Biochemical and molecular genetic markers in biosystematic studies of forest trees

Abstract

Biochemical and molecular markers have proven to be powerful tools for discerning biosystematic, biogeographic, and phylogenetic relationships. Biosystematic information can be important for guiding traditional breeding programs, gene transfer, interspecific hybridization, and gene conservation. A phylogenetic framework is usually necessary, but frequently ignored, for making valid statistical tests in studies of adaptive evolution. Several studies have indicated a strong correlation between biochemical “races” and traits important to growth and adaptation, suggesting that evolutionary legacy may affect genetic architecture of fitness traits — with consequences for seed transfer, breeding strategies, and tolerance of climate change. A number of methods for phylogenetic analysis exist, but differ in their assumptions. Use of an inappropriate method — such as a method that assumes constant rates of evolution when rates in fact vary — can lead to incorrect phylogenies.
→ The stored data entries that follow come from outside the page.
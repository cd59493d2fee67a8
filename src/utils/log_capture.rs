//! Test-only tracing capture

use std::io;
use std::sync::{Arc, Mutex};
use tracing::subscriber::DefaultGuard;

#[derive(Clone, Default)]
pub struct CapturedLogs(Arc<Mutex<Vec<u8>>>);

impl CapturedLogs {
    /// Route this thread's tracing output into the buffer until the guard drops
    pub fn install(&self) -> DefaultGuard {
        let sink = self.clone();
        let subscriber = tracing_subscriber::fmt()
            .with_writer(move || sink.clone())
            .with_ansi(false)
            .without_time()
            .with_max_level(tracing::Level::TRACE)
            .finish();
        tracing::subscriber::set_default(subscriber)
    }

    pub fn contents(&self) -> String {
        let bytes = self.0.lock().map(|b| b.clone()).unwrap_or_default();
        String::from_utf8_lossy(&bytes).into_owned()
    }
}

impl io::Write for CapturedLogs {
    fn write(&mut self, buf: &[u8]) -> io::Result<usize> {
        if let Ok(mut inner) = self.0.lock() {
            inner.extend_from_slice(buf);
        }
        Ok(buf.len())
    }

    fn flush(&mut self) -> io::Result<()> {
        Ok(())
    }
}
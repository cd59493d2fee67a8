//! Status Poller
//!
//! Re-checks one gateway transaction on a fixed interval until the gateway
//! reports a terminal status. There is no backoff. Without a configured
//! attempt cap the loop only ends on a terminal status, a 401, or
//! cancellation through the watch channel (a dropped sender counts as
//! cancellation).

use std::sync::Arc;
use std::time::Duration;
use tokio::sync::watch;
use tokio::time::{interval_at, Instant, MissedTickBehavior};
use tracing::{debug, info, warn};

use crate::models::{ErrorCode, PollConfig};
use crate::providers::{GatewayStatus, PaymentGateway, StatusReport};

/// How a poll loop ended
#[derive(Debug, Clone)]
pub enum PollOutcome {
    Success { report: StatusReport, attempts: u32 },
    Failed { report: StatusReport, attempts: u32 },
    Cancelled { attempts: u32 },
    /// Attempt cap reached while still processing
    Exhausted { attempts: u32 },
    /// Gateway refused the bearer token; retrying cannot help
    Rejected { reason: String, attempts: u32 },
}

impl PollOutcome {
    pub fn attempts(&self) -> u32 {
        match self {
            Self::Success { attempts, .. }
            | Self::Failed { attempts, .. }
            | Self::Cancelled { attempts }
            | Self::Exhausted { attempts }
            | Self::Rejected { attempts, .. } => *attempts,
        }
    }
}

pub struct StatusPoller {
    gateway: Arc<dyn PaymentGateway>,
    interval: Duration,
    max_attempts: Option<u32>,
}

impl StatusPoller {
    pub fn new(gateway: Arc<dyn PaymentGateway>, config: &PollConfig) -> Self {
        Self {
            gateway,
            interval: config.interval,
            max_attempts: config.max_attempts,
        }
    }

    /// Poll `reference` until it resolves. The first check happens one
    /// interval after the call, giving the subscriber time to approve.
    pub async fn poll(
        &self,
        reference: &str,
        bearer: &str,
        mut cancel: watch::Receiver<bool>,
    ) -> PollOutcome {
        let mut ticker = interval_at(Instant::now() + self.interval, self.interval);
        ticker.set_missed_tick_behavior(MissedTickBehavior::Delay);
        let mut attempts: u32 = 0;

        info!(reference, interval_ms = self.interval.as_millis() as u64, "⏳ Polling payment status");

        loop {
            if *cancel.borrow() {
                return PollOutcome::Cancelled { attempts };
            }
            if self.max_attempts.is_some_and(|max| attempts >= max) {
                warn!(reference, attempts, "⌛ Poll attempts exhausted");
                return PollOutcome::Exhausted { attempts };
            }

            tokio::select! {
                _ = ticker.tick() => {}
                changed = cancel.changed() => {
                    if changed.is_err() || *cancel.borrow() {
                        info!(reference, attempts, "🛑 Polling cancelled");
                        return PollOutcome::Cancelled { attempts };
                    }
                    continue;
                }
            }

            attempts += 1;
            match self.gateway.check_status(reference, bearer).await {
                Ok(report) => match report.status {
                    GatewayStatus::Processing => {
                        debug!(reference, attempts, "🔄 Still processing");
                    }
                    GatewayStatus::Success => {
                        info!(reference, attempts, "✅ Payment successful");
                        return PollOutcome::Success { report, attempts };
                    }
                    GatewayStatus::Failed => {
                        warn!(
                            reference,
                            attempts,
                            reason = report.reason().as_deref().unwrap_or("unknown"),
                            "❌ Payment failed"
                        );
                        return PollOutcome::Failed { report, attempts };
                    }
                },
                Err(e) if e.code == ErrorCode::Unauthorized => {
                    warn!(reference, attempts, "🔒 Gateway rejected token, stopping poll");
                    return PollOutcome::Rejected {
                        reason: e.message,
                        attempts,
                    };
                }
                Err(e) => {
                    warn!(reference, attempts, "⚠️ Status check failed, retrying next tick: {}", e);
                }
            }
        }
    }
}

#[cfg(test)]
mod tests {
    use super::*;
    use crate::providers::{SandboxGateway, SandboxStep};

    fn poller(gateway: Arc<SandboxGateway>, max_attempts: Option<u32>) -> StatusPoller {
        StatusPoller::new(
            gateway,
            &PollConfig {
                interval: Duration::from_millis(5),
                max_attempts,
            },
        )
    }

    fn status(s: GatewayStatus) -> SandboxStep {
        SandboxStep::Status(s)
    }

    #[tokio::test]
    async fn test_stops_at_first_terminal_status() {
        let gateway = Arc::new(SandboxGateway::scripted(
            vec![
                status(GatewayStatus::Processing),
                status(GatewayStatus::Processing),
                status(GatewayStatus::Success),
            ],
            status(GatewayStatus::Success),
        ));
        let (_tx, rx) = watch::channel(false);

        let outcome = poller(gateway.clone(), None).poll("INT-1", "tok", rx).await;

        assert!(matches!(outcome, PollOutcome::Success { attempts: 3, .. }));
        assert_eq!(gateway.status_checks(), 3);
    }

    #[tokio::test]
    async fn test_failed_is_terminal() {
        let gateway = Arc::new(SandboxGateway::scripted(
            vec![status(GatewayStatus::Processing)],
            status(GatewayStatus::Failed),
        ));
        let (_tx, rx) = watch::channel(false);

        let outcome = poller(gateway.clone(), None).poll("INT-1", "tok", rx).await;

        assert!(matches!(outcome, PollOutcome::Failed { attempts: 2, .. }));
        assert_eq!(gateway.status_checks(), 2);
    }

    #[tokio::test]
    async fn test_transport_error_keeps_polling() {
        let gateway = Arc::new(SandboxGateway::scripted(
            vec![SandboxStep::TransportError, SandboxStep::TransportError],
            status(GatewayStatus::Success),
        ));
        let (_tx, rx) = watch::channel(false);

        let outcome = poller(gateway, None).poll("INT-1", "tok", rx).await;
        assert_eq!(outcome.attempts(), 3);
        assert!(matches!(outcome, PollOutcome::Success { .. }));
    }

    #[tokio::test]
    async fn test_unauthorized_stops_polling() {
        let gateway = Arc::new(SandboxGateway::scripted(
            vec![],
            SandboxStep::Unauthorized,
        ));
        let (_tx, rx) = watch::channel(false);

        let outcome = poller(gateway.clone(), None).poll("INT-1", "tok", rx).await;
        assert!(matches!(outcome, PollOutcome::Rejected { attempts: 1, .. }));
        assert_eq!(gateway.status_checks(), 1);
    }

    #[tokio::test]
    async fn test_attempt_cap() {
        let gateway = Arc::new(SandboxGateway::scripted(
            vec![],
            status(GatewayStatus::Processing),
        ));
        let (_tx, rx) = watch::channel(false);

        let outcome = poller(gateway.clone(), Some(4)).poll("INT-1", "tok", rx).await;
        assert!(matches!(outcome, PollOutcome::Exhausted { attempts: 4 }));
        assert_eq!(gateway.status_checks(), 4);
    }

    #[tokio::test]
    async fn test_cancellation() {
        let gateway = Arc::new(SandboxGateway::scripted(
            vec![],
            status(GatewayStatus::Processing),
        ));
        let (tx, rx) = watch::channel(false);
        let poller = poller(gateway.clone(), None);

        let handle = tokio::spawn(async move { poller.poll("INT-1", "tok", rx).await });
        tokio::time::sleep(Duration::from_millis(30)).await;
        tx.send(true).unwrap();

        let outcome = handle.await.unwrap();
        assert!(matches!(outcome, PollOutcome::Cancelled { .. }));
        let checks = gateway.status_checks();
        tokio::time::sleep(Duration::from_millis(30)).await;
        assert_eq!(gateway.status_checks(), checks);
    }

    #[tokio::test]
    async fn test_dropped_sender_cancels() {
        let gateway = Arc::new(SandboxGateway::scripted(
            vec![],
            status(GatewayStatus::Processing),
        ));
        let (tx, rx) = watch::channel(false);
        drop(tx);

        let outcome = poller(gateway, None).poll("INT-1", "tok", rx).await;
        assert!(matches!(outcome, PollOutcome::Cancelled { .. }));
    }
}
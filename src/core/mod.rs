//! Core Module - Business Logic
//!
//! Login, registration, the payment reconciliation flow (poll, track,
//! settle), liquidations, reporting and the email templates they send.

pub mod auth;
pub mod liquidation;
pub mod notifications;
pub mod poller;
pub mod registration;
pub mod reports;
pub mod settlement;
pub mod tracker;

pub use auth::{AuthService, Session};
pub use liquidation::{Funds, LiquidationForm, LiquidationService};
pub use poller::{PollOutcome, StatusPoller};
pub use registration::{ProfileUpdate, RegistrationForm, RegistrationService};
pub use reports::AdminSummary;
pub use settlement::{LedgerUpdate, SettlementReceipt, SettlementRecorder, SettlementRequest};
pub use tracker::{PaymentTracker, TrackRequest, TrackState, TrackedPayment};
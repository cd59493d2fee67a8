//! Email templates
//!
//! Every message has a plain-text and an HTML body built from the same
//! fields. User-supplied values are HTML-escaped in the HTML body.

use rust_decimal::Decimal;

use crate::models::{LiquidationRequest, LiquidationStatus, Payment, RegistrationRecord};
use crate::providers::Email;
use crate::utils::constants::{APP_NAME, CURRENCY};

/// `UGX 1,250,000` (fractional part kept only when non-zero)
pub fn format_amount(amount: Decimal) -> String {
    let rounded = amount.round_dp(2).normalize();
    let negative = rounded.is_sign_negative() && !rounded.is_zero();
    let text = rounded.abs().to_string();
    let (whole, frac) = match text.split_once('.') {
        Some((w, f)) => (w.to_string(), Some(f.to_string())),
        None => (text, None),
    };

    let mut grouped = String::new();
    for (i, c) in whole.chars().enumerate() {
        if i > 0 && (whole.len() - i) % 3 == 0 {
            grouped.push(',');
        }
        grouped.push(c);
    }

    format!(
        "{} {}{}{}",
        CURRENCY,
        if negative { "-" } else { "" },
        grouped,
        frac.map(|f| format!(".{}", f)).unwrap_or_default()
    )
}

fn escape_html(text: &str) -> String {
    text.replace('&', "&amp;")
        .replace('<', "&lt;")
        .replace('>', "&gt;")
        .replace('"', "&quot;")
}

fn greeting(name: Option<&str>) -> String {
    match name {
        Some(n) if !n.trim().is_empty() => format!("Dear {},", n.trim()),
        _ => "Hello,".to_string(),
    }
}

/// Wrap paragraphs in a minimal HTML shell
fn html_body(paragraphs: &[String]) -> String {
    let inner: String = paragraphs
        .iter()
        .map(|p| format!("<p>{}</p>", escape_html(p)))
        .collect();
    format!(
        "<!doctype html><html><body style=\"font-family:Arial,sans-serif\">{}\
         <p style=\"color:#777\">{}</p></body></html>",
        inner, APP_NAME
    )
}

fn build(to: &str, subject: String, paragraphs: Vec<String>) -> Email {
    Email {
        to: to.to_string(),
        subject,
        text: format!("{}\n\n-- \n{}\n", paragraphs.join("\n\n"), APP_NAME),
        html: html_body(&paragraphs),
    }
}

pub fn otp_email(to: &str, code: &str, ttl_minutes: u64) -> Email {
    build(
        to,
        format!("Your {} login code", APP_NAME),
        vec![
            "Hello,".to_string(),
            format!("Your one-time login code is {}.", code),
            format!(
                "It expires in {} minutes. If you did not ask for it you can ignore this email.",
                ttl_minutes
            ),
        ],
    )
}

pub fn registration_email(record: &RegistrationRecord) -> Email {
    let reg = &record.registration;
    build(
        &record.email,
        format!("{}: registration #{} received", APP_NAME, reg.id),
        vec![
            greeting(record.full_name.as_deref()),
            format!(
                "Thank you for registering for {} as {} ({} attendance).",
                APP_NAME,
                reg.category.as_str().replace('_', " "),
                reg.attendance.as_str().replace('_', " ")
            ),
            format!(
                "Your registration fee is {}. You can pay by mobile money from your dashboard.",
                format_amount(reg.total_fee())
            ),
        ],
    )
}

pub fn payment_email(record: &RegistrationRecord, payment: &Payment) -> Email {
    let reg = &record.registration;
    build(
        &record.email,
        format!("{}: payment of {} received", APP_NAME, format_amount(payment.amount)),
        vec![
            greeting(record.full_name.as_deref()),
            format!(
                "We have received your payment of {} (reference {}) for registration #{}.",
                format_amount(payment.amount),
                payment.transaction_reference,
                reg.id
            ),
            format!(
                "Total paid: {}. Outstanding balance: {}. Payment status: {}.",
                format_amount(reg.amount_paid),
                format_amount(reg.balance),
                reg.payment_status.as_str().replace('_', " ")
            ),
        ],
    )
}

pub fn liquidation_email(request: &LiquidationRequest) -> Email {
    let mut paragraphs = vec![
        "Hello,".to_string(),
        format!(
            "Your liquidation request #{} for {} ({}) is now {}.",
            request.id,
            format_amount(request.amount),
            request.purpose,
            request.status
        ),
    ];
    match request.status {
        LiquidationStatus::Approved => paragraphs
            .push("Funds will be disbursed to the account you provided shortly.".to_string()),
        LiquidationStatus::Processed => paragraphs.push(format!(
            "Funds have been sent to {} ({}).",
            request.account_name, request.account_number
        )),
        _ => {}
    }
    if let Some(note) = &request.review_note {
        paragraphs.push(format!("Reviewer note: {}", note));
    }

    build(
        &request.requester_email,
        format!(
            "{}: liquidation request #{} {}",
            APP_NAME, request.id, request.status
        ),
        paragraphs,
    )
}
Because of their complexity, phylogenetic topologies are often difficult to determine unambiguously; estimates of statistical confidence should therefore accompany phylogenetic trees if they are to be regarded as providing new knowledge, or strong confirmation, of relationships. Molecular genetic markers are more expensive than biochemical markers such as allozymes and terpenes, but they provide increased accuracy and expanded scope of biosystematic inference, and facilitate statistical analyses of phylogenetic trees.